Now result is simply an array of values.

Be careful to ensure that your result can be flattened when using flat=True. If your query would return mutliple datatypes or data for multiple users, it will be flattened anyhow and you'll have no way to know which data pertains to which datatype or user!

Creating Resources

You can create items by calling create off any ApiResourceAccessor, a Range for instance:

new_range = api.range.create({
    'name':'testnew_range',
    'start':353163129199,
    'end':353163139199,
    'user':user
})

new_range is an ApiResourceInstance or, if a resource is not automatically returned from by the API, a string of the URI of the created resource. You may pass the URI to api.resource_from_uri() to load the resource if desired.

Modifying Resources

You can modify ApiResourceInstances in place and then call update():

new_range.name = 'newtestyrangey'
new_range.update()
print(new_range)

Or by passing a dictionary to update(). Note that we're using ApiResourceInstances as a values here, regular values work too of course, using an ApiResourceInstance is just a convenience.

new_range.update({'user': users[0]})
print(new_range)

Deleting Resources

You can delete right from the list! Modifying our records ApiResourceList would send a delete request to the API except it's not allowed.

try:
    del records[5]
except hexoskin.errors.MethodNotAllowed, e:
    "Oh no you di'int! %s" % e

Or you can call delete() on a ApiResourceInstance. That Range we created is probably not worth keeping, let's kill it:

new_range.delete()

Exceptions

There are several Exceptions defined by this library. All but one have to do with HTTP error responses. Here's the list:

MethodNotAllowed

This is raised when the library notices you are trying to use a disallowed method. No request is sent in this case.

from hexoskin.errors import *
try:
    api.datatype.list()[4].delete()
except MethodNotAllowed, e:
    # handle the error somehow...

HttpError xxx

All HTTP errors inherit from this class so you may use this to catch all (even ones without their own class) HTTP errors. HttpErrors all have a ApiResponse object in response which you can examine for more information about the error.

try:
    # Say you can view, but not change user 5437's annotations
    r = api.annotation.list({'user':5437})[0]
    r.update({'annotation':'I wuz here'})
catch HttpError, e:
    print(e.response)

HttpClientError 4xx

All 400-level HTTP errors inherit from this class so you may use this to catch all 400-level HTTP errors defined below.

  • HttpBadRequest 400
  • HttpUnauthorized 401
  • HttpForbidden 403
  • HttpNotFound 404
  • HttpMethodNotAllowed 405

HttpServerError 5xx

All 500-level HTTP errors inherit from this class so you may use this to catch all 500 level HTTP errors defined below.

  • HttpInternalServerError 500
  • HttpNotImplemented 501

Cached Resource List

The library derives its resource list by querying the API and stores the result in a local file.
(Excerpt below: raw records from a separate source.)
//! Scratch-directory reset between albums.
//!
//! The fetch stage writes every page image of the current album into a
//! shared scratch directory. Wiping it after each album keeps disk use
//! bounded over long batches and guarantees that leftovers from a failed
//! album are never picked up by the next one's assembly step.
//!
//! Removal is best-effort (individual entries that refuse to go are
//! ignored); the attempt only counts as failed when the empty directory
//! cannot be recreated, e.g. because something still holds the path.

use crate::error::Album2PdfError;
use std::path::Path;
use std::time::Duration;
use tokio::time::sleep;
use tracing::{debug, warn};

/// Wipe and recreate `dir`, retrying up to `max_attempts` times with a fixed
/// `backoff` between attempts.
///
/// Returns the attempt number that succeeded. Never panics; on exhaustion
/// the error carries the last failure and the caller decides how to report it.
pub async fn reset_scratch_dir(
    dir: &Path,
    max_attempts: u32,
    backoff: Duration,
) -> Result<u32, Album2PdfError> {
    let max_attempts = max_attempts.max(1);
    let mut last_err = String::new();

    for attempt in 1..=max_attempts {
        if attempt > 1 {
            sleep(backoff).await;
        }

        match try_reset(dir).await {
            Ok(()) => {
                debug!("Scratch directory {} reset (attempt {})", dir.display(), attempt);
                return Ok(attempt);
            }
            Err(e) => {
                warn!(
                    "Scratch reset failed ({}/{}) for {}: {}",
                    attempt,
                    max_attempts,
                    dir.display(),
                    e
                );
                last_err = e.to_string();
            }
        }
    }

    Err(Album2PdfError::ScratchCleanup {
        path: dir.to_path_buf(),
        attempts: max_attempts,
        detail: last_err,
    })
}

async fn try_reset(dir: &Path) -> std::io::Result<()> {
    let is_dir = tokio::fs::metadata(dir)
        .await
        .map(|m| m.is_dir())
        .unwrap_or(false);
    if is_dir {
        remove_tree_best_effort(dir).await;
    }
    tokio::fs::create_dir_all(dir).await?;
    if !tokio::fs::metadata(dir).await?.is_dir() {
        return Err(std::io::Error::new(
            std::io::ErrorKind::AlreadyExists,
            "path exists and is not a directory",
        ));
    }
    Ok(())
}

/// Remove `dir` recursively, ignoring errors from individual entries.
async fn remove_tree_best_effort(dir: &Path) {
    if tokio::fs::remove_dir_all(dir).await.is_ok() {
        return;
    }

    // Something refused to go; delete what we can entry by entry.
    let Ok(mut entries) = tokio::fs::read_dir(dir).await else {
        return;
    };
    while let Ok(Some(entry)) = entries.next_entry().await {
        let path = entry.path();
        let is_dir = entry.file_type().await.map(|t| t.is_dir()).unwrap_or(false);
        let result = if is_dir {
            tokio::fs::remove_dir_all(&path).await
        } else {
            tokio::fs::remove_file(&path).await
        };
        if let Err(e) = result {
            debug!("Leaving {} in scratch: {}", path.display(), e);
        }
    }
}
//! Album metadata lookup: `GET {api_base}/album/{id}`.

use crate::error::Album2PdfError;
use crate::source::AlbumDetail;
use reqwest::{Client, Url};
use tracing::debug;

/// Build the metadata URL for `id`, percent-encoding the identifier as a
/// single path segment.
pub fn album_url(api_base: &str, id: &str) -> Result<Url, Album2PdfError> {
    let mut url = Url::parse(api_base)
        .map_err(|e| Album2PdfError::InvalidConfig(format!("bad API base '{}': {}", api_base, e)))?;
    url.path_segments_mut()
        .map_err(|_| Album2PdfError::InvalidConfig(format!("API base '{}' cannot be a base URL", api_base)))?
        .pop_if_empty()
        .push("album")
        .push(id);
    Ok(url)
}

/// Fetch and parse album metadata.
pub async fn lookup(
    client: &Client,
    api_base: &str,
    id: &str,
    timeout_secs: u64,
) -> Result<AlbumDetail, Album2PdfError> {
    let url = album_url(api_base, id)?;
    debug!("Looking up album {} at {}", id, url);

    let response = client.get(url.clone()).send().await.map_err(|e| {
        if e.is_timeout() {
            Album2PdfError::DownloadTimeout {
                url: url.to_string(),
                secs: timeout_secs,
            }
        } else {
            Album2PdfError::LookupFailed {
                id: id.to_string(),
                reason: e.to_string(),
            }
        }
    })?;

    if !response.status().is_success() {
        return Err(Album2PdfError::LookupFailed {
            id: id.to_string(),
            reason: format!("HTTP {}", response.status()),
        });
    }

    let body = response
        .bytes()
        .await
        .map_err(|e| Album2PdfError::LookupFailed {
            id: id.to_string(),
            reason: e.to_string(),
        })?;

    parse_detail(id, &body)
}

/// Parse a metadata document, filling in the requested id when the service
/// omits it. Blank titles are rejected.
pub fn parse_detail(id: &str, body: &[u8]) -> Result<AlbumDetail, Album2PdfError> {
    let mut detail: AlbumDetail =
        serde_json::from_slice(body).map_err(|e| Album2PdfError::LookupFailed {
            id: id.to_string(),
            reason: format!("invalid album metadata: {}", e),
        })?;

    if detail.title.trim().is_empty() {
        return Err(Album2PdfError::LookupFailed {
            id: id.to_string(),
            reason: "album metadata has no title".into(),
        });
    }
    if detail.id.is_empty() {
        detail.id = id.to_string();
    }
    Ok(detail)
}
To you can decide where this file is stored by setting the corresponding variable:

import hexoskin.client
hexoskin.client.CACHED_API_RESOURCE_LIST = '.api_cache'

To create the filename, the base_url has all groups of non-word chars replaced with '.' and is appended to the CACHED_API_RESOURCE_LIST value. In code:

cache_filename = '%s_%s' % (CACHED_API_RESOURCE_LIST, re.sub(r'\W+', '.', self.base_url))
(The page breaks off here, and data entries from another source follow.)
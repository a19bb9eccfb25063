//! PDF assembly: one image per page, written atomically to the output dir.
//!
//! ## Why spawn_blocking?
//!
//! pdfium is a C++ library driven through FFI; every call blocks. Assembly
//! runs on the blocking pool so the Tokio workers keep serving the event
//! channel while a several-hundred-page album is stitched together.
//!
//! Each page is sized to its image in points (1 px = 1 pt), so the PDF
//! shows the pages at their native aspect ratio with no margins.

use crate::error::Album2PdfError;
use once_cell::sync::Lazy;
use pdfium_render::prelude::*;
use regex::Regex;
use std::path::{Path, PathBuf};
use tracing::{debug, info};

/// Characters that are invalid in file names on at least one major platform.
static RE_INVALID_FILE_CHARS: Lazy<Regex> =
    Lazy::new(|| Regex::new(r#"[<>:"/\\|?*\x00-\x1F]"#).unwrap());

static RE_UNDERSCORE_RUNS: Lazy<Regex> = Lazy::new(|| Regex::new(r"_{2,}").unwrap());

/// Longest file stem we produce, in characters.
const MAX_STEM_CHARS: usize = 150;

/// Turn an album title into a safe file stem, falling back to `fallback`
/// (usually the album id) when nothing usable is left.
pub fn sanitize_file_stem(title: &str, fallback: &str) -> String {
    let replaced = RE_INVALID_FILE_CHARS.replace_all(title, "_");
    let collapsed = RE_UNDERSCORE_RUNS.replace_all(&replaced, "_");
    let trimmed: String = collapsed
        .trim_matches(|c: char| c == '.' || c.is_whitespace())
        .chars()
        .take(MAX_STEM_CHARS)
        .collect();
    let trimmed = trimmed.trim_end_matches(|c: char| c == '.' || c.is_whitespace());

    if trimmed.is_empty() || trimmed.chars().all(|c| c == '_') {
        if fallback == title {
            return "album".to_string();
        }
        return sanitize_file_stem(fallback, fallback);
    }
    trimmed.to_string()
}

/// Output file name for an album: the sanitised title plus `.pdf`.
pub fn pdf_file_name(title: &str, id: &str) -> String {
    format!("{}.pdf", sanitize_file_stem(title, id))
}

/// Bind to pdfium: an explicit library (file or directory), else the working
/// directory, else the system library path.
pub fn bind_pdfium(lib_path: Option<&Path>) -> Result<Pdfium, Album2PdfError> {
    let bindings = match lib_path {
        Some(path) if path.is_dir() => Pdfium::bind_to_library(
            Pdfium::pdfium_platform_library_name_at_path(path),
        ),
        Some(path) => Pdfium::bind_to_library(path),
        None => Pdfium::bind_to_library(Pdfium::pdfium_platform_library_name_at_path("./"))
            .or_else(|_| Pdfium::bind_to_system_library()),
    }
    .map_err(|e| Album2PdfError::PdfiumBindingFailed(format!("{:?}", e)))?;

    Ok(Pdfium::new(bindings))
}

/// Assemble `pages` (in order) into a PDF at `output`.
pub async fn assemble_pdf(
    pages: Vec<PathBuf>,
    output: PathBuf,
    pdfium_lib: Option<PathBuf>,
) -> Result<PathBuf, Album2PdfError> {
    tokio::task::spawn_blocking(move || {
        assemble_pdf_blocking(&pages, &output, pdfium_lib.as_deref())?;
        Ok(output)
    })
    .await
    .map_err(|e| Album2PdfError::Internal(format!("Assembly task panicked: {}", e)))?
}

/// Blocking implementation of PDF assembly.
fn assemble_pdf_blocking(
    pages: &[PathBuf],
    output: &Path,
    pdfium_lib: Option<&Path>,
) -> Result<(), Album2PdfError> {
    let pdf_err = |detail: String| Album2PdfError::PdfAssembly {
        path: output.to_path_buf(),
        detail,
    };

    if pages.is_empty() {
        return Err(pdf_err("no pages to assemble".into()));
    }

    let pdfium = bind_pdfium(pdfium_lib)?;
    let mut document = pdfium
        .create_new_pdf()
        .map_err(|e| pdf_err(format!("{:?}", e)))?;

    for (idx, page_path) in pages.iter().enumerate() {
        let page_num = idx + 1;
        let image = image::open(page_path)
            .map_err(|e| pdf_err(format!("page {}: {}", page_num, e)))?;

        let width = PdfPoints::new(image.width() as f32);
        let height = PdfPoints::new(image.height() as f32);

        let object = PdfPageImageObject::new_with_width(&document, &image, width)
            .map_err(|e| pdf_err(format!("page {}: {:?}", page_num, e)))?;

        let mut page = document
            .pages_mut()
            .create_page_at_end(PdfPagePaperSize::from_points(width, height))
            .map_err(|e| pdf_err(format!("page {}: {:?}", page_num, e)))?;

        page.objects_mut()
            .add_image_object(object)
            .map_err(|e| pdf_err(format!("page {}: {:?}", page_num, e)))?;

        debug!(
            "Placed page {} ({}x{} px)",
            page_num,
            image.width(),
            image.height()
        );
    }

    if let Some(parent) = output.parent() {
        std::fs::create_dir_all(parent).map_err(|e| pdf_err(e.to_string()))?;
    }

    // Atomic write: save to temp, then rename
    let tmp_path = output.with_extension("pdf.tmp");
    document
        .save_to_file(&tmp_path)
        .map_err(|e| pdf_err(format!("{:?}", e)))?;
    std::fs::rename(&tmp_path, output).map_err(|e| pdf_err(e.to_string()))?;

    info!("Wrote {} ({} pages)", output.display(), pages.len());
    Ok(())
}

#[cfg(test)]
mod tests {
    use super::*;

    #[test]
    fn plain_titles_are_kept() {
        assert_eq!(sanitize_file_stem("My Album", "1"), "My Album");
        assert_eq!(sanitize_file_stem("夏の本 vol.2", "1"), "夏の本 vol.2");
    }

    #[test]
    fn invalid_characters_replaced() {
        assert_eq!(sanitize_file_stem("a/b\\c:d*e?f", "1"), "a_b_c_d_e_f");
        assert_eq!(sanitize_file_stem("<<x>>", "1"), "_x_");
    }

    #[test]
    fn trailing_dots_and_spaces_trimmed() {
        assert_eq!(sanitize_file_stem("  Title...  ", "1"), "Title");
    }

    #[test]
    fn empty_title_falls_back_to_id() {
        assert_eq!(sanitize_file_stem("", "1198446"), "1198446");
        assert_eq!(sanitize_file_stem("???", "1198446"), "1198446");
        assert_eq!(sanitize_file_stem("", ""), "album");
    }

    #[test]
    fn long_titles_truncated() {
        let long = "x".repeat(400);
        assert_eq!(sanitize_file_stem(&long, "1").chars().count(), MAX_STEM_CHARS);
    }

    #[test]
    fn pdf_name_has_extension() {
        assert_eq!(pdf_file_name("Foo: Bar", "9"), "Foo_ Bar.pdf");
    }

    #[tokio::test]
    async fn no_pages_is_an_assembly_error() {
        let dir = tempfile::TempDir::new().unwrap();
        let err = assemble_pdf(vec![], dir.path().join("x.pdf"), None)
            .await
            .unwrap_err();
        assert!(matches!(err, Album2PdfError::PdfAssembly { .. }));
    }
}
Setting it to None will disable the caching but that's not recommended, you'll incur a pause each time a HexoApi class is initialized. To clear the cache, either find and delete the cache file on your system, or call clear_resource_cache() on a HexoApi instance. The next call that requires the resource list will refetch it from the API.

api.clear_resource_cache()
api.account.list() # Will refetch the resource list.
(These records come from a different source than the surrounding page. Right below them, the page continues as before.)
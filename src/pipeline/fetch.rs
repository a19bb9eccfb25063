//! Page download: fetch every image of an album into the scratch directory.
//!
//! Pages are requested concurrently (`image_concurrency` in flight) and each
//! one is decoded and rewritten as `NNNN.jpg` as soon as it arrives. The
//! returned paths are in reading order regardless of completion order. The
//! first failing page fails the whole album; the partial files are left for
//! the scratch reset to sweep away.

use super::decode;
use crate::error::Album2PdfError;
use crate::source::AlbumDetail;
use futures::stream::{self, StreamExt, TryStreamExt};
use reqwest::{Client, Url};
use std::future::Future;
use std::path::{Path, PathBuf};
use tracing::debug;

/// Resolve an image reference against the API base. Absolute URLs pass
/// through untouched.
pub fn resolve_image_url(api_base: &str, raw: &str) -> Result<Url, Album2PdfError> {
    if let Ok(url) = Url::parse(raw) {
        return Ok(url);
    }
    let base = Url::parse(&format!("{}/", api_base.trim_end_matches('/')))
        .map_err(|e| Album2PdfError::InvalidConfig(format!("bad API base '{}': {}", api_base, e)))?;
    base.join(raw.trim_start_matches('/'))
        .map_err(|e| Album2PdfError::DownloadFailed {
            url: raw.to_string(),
            reason: e.to_string(),
        })
}

/// Scratch file name for a 1-indexed page.
pub fn page_file_name(page_num: usize) -> String {
    format!("{:04}.jpg", page_num)
}

/// Download, decode and store every page of `detail` under `album_dir`.
pub async fn download_pages(
    client: &Client,
    detail: &AlbumDetail,
    api_base: &str,
    album_dir: &Path,
    concurrency: usize,
    timeout_secs: u64,
) -> Result<Vec<PathBuf>, Album2PdfError> {
    if detail.images.is_empty() {
        return Err(Album2PdfError::DownloadFailed {
            url: format!("album {}", detail.id),
            reason: "album has no pages".into(),
        });
    }

    tokio::fs::create_dir_all(album_dir)
        .await
        .map_err(|e| Album2PdfError::Internal(format!("cannot create {}: {}", album_dir.display(), e)))?;

    let mut jobs = Vec::with_capacity(detail.images.len());
    for (idx, raw) in detail.images.iter().enumerate() {
        let page_num = idx + 1;
        jobs.push((
            page_num,
            resolve_image_url(api_base, raw)?,
            album_dir.join(page_file_name(page_num)),
        ));
    }

    let fetches = jobs.into_iter().map(|(page_num, url, dest)| {
        let client = client.clone();
        let id = detail.id.clone();
        async move { fetch_page(&client, &id, page_num, url, dest, timeout_secs).await }
    });
    collect_pages(fetches, concurrency).await
}

/// Run page futures `concurrency` at a time and return their paths in page
/// order. The first error drops every request still in flight.
async fn collect_pages<I, F>(fetches: I, concurrency: usize) -> Result<Vec<PathBuf>, Album2PdfError>
where
    I: IntoIterator<Item = F>,
    F: Future<Output = Result<(usize, PathBuf), Album2PdfError>>,
{
    let mut pages: Vec<(usize, PathBuf)> = stream::iter(fetches)
        .buffer_unordered(concurrency.max(1))
        .try_collect()
        .await?;
    pages.sort_unstable_by_key(|(page_num, _)| *page_num);
    Ok(pages.into_iter().map(|(_, path)| path).collect())
}

async fn fetch_page(
    client: &Client,
    id: &str,
    page_num: usize,
    url: Url,
    dest: PathBuf,
    timeout_secs: u64,
) -> Result<(usize, PathBuf), Album2PdfError> {
    let bytes = get_bytes(client, &url, timeout_secs).await?;

    let jpeg = tokio::task::spawn_blocking(move || decode::normalize_to_jpeg(&bytes))
        .await
        .map_err(|e| Album2PdfError::Internal(format!("decode task panicked: {}", e)))?
        .map_err(|e| Album2PdfError::ImageDecode {
            id: id.to_string(),
            page: page_num,
            detail: e.to_string(),
        })?;

    tokio::fs::write(&dest, &jpeg)
        .await
        .map_err(|e| Album2PdfError::Internal(format!("cannot write {}: {}", dest.display(), e)))?;

    debug!("Album {}: page {} → {}", id, page_num, dest.display());
    Ok((page_num, dest))
}

async fn get_bytes(client: &Client, url: &Url, timeout_secs: u64) -> Result<Vec<u8>, Album2PdfError> {
    let failed = |reason: String| Album2PdfError::DownloadFailed {
        url: url.to_string(),
        reason,
    };

    let response = client.get(url.clone()).send().await.map_err(|e| {
        if e.is_timeout() {
            Album2PdfError::DownloadTimeout {
                url: url.to_string(),
                secs: timeout_secs,
            }
        } else {
            failed(e.to_string())
        }
    })?;

    if !response.status().is_success() {
        return Err(failed(format!("HTTP {}", response.status())));
    }

    let bytes = response.bytes().await.map_err(|e| failed(e.to_string()))?;
    Ok(bytes.to_vec())
}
If you want to take a look at how the resource is defined (to find available filters for example), you can print it, it's just a normal dict:

print(api.resource_conf)

That will likely be a little too large to be useful though. Each resource is stored separately and links to the configs are available from all the ApiResource[type] classes.

print(api.resource_conf['range'])

# ApiResourceAccessors store a link to the config
print(api.range._conf)

# ApiResourceInstances and ApiResourceLists have a _parent to their ApiResourceAccessor
print(new_range._parent._conf)
print(records._conf)

You likely won't need that... but it's there!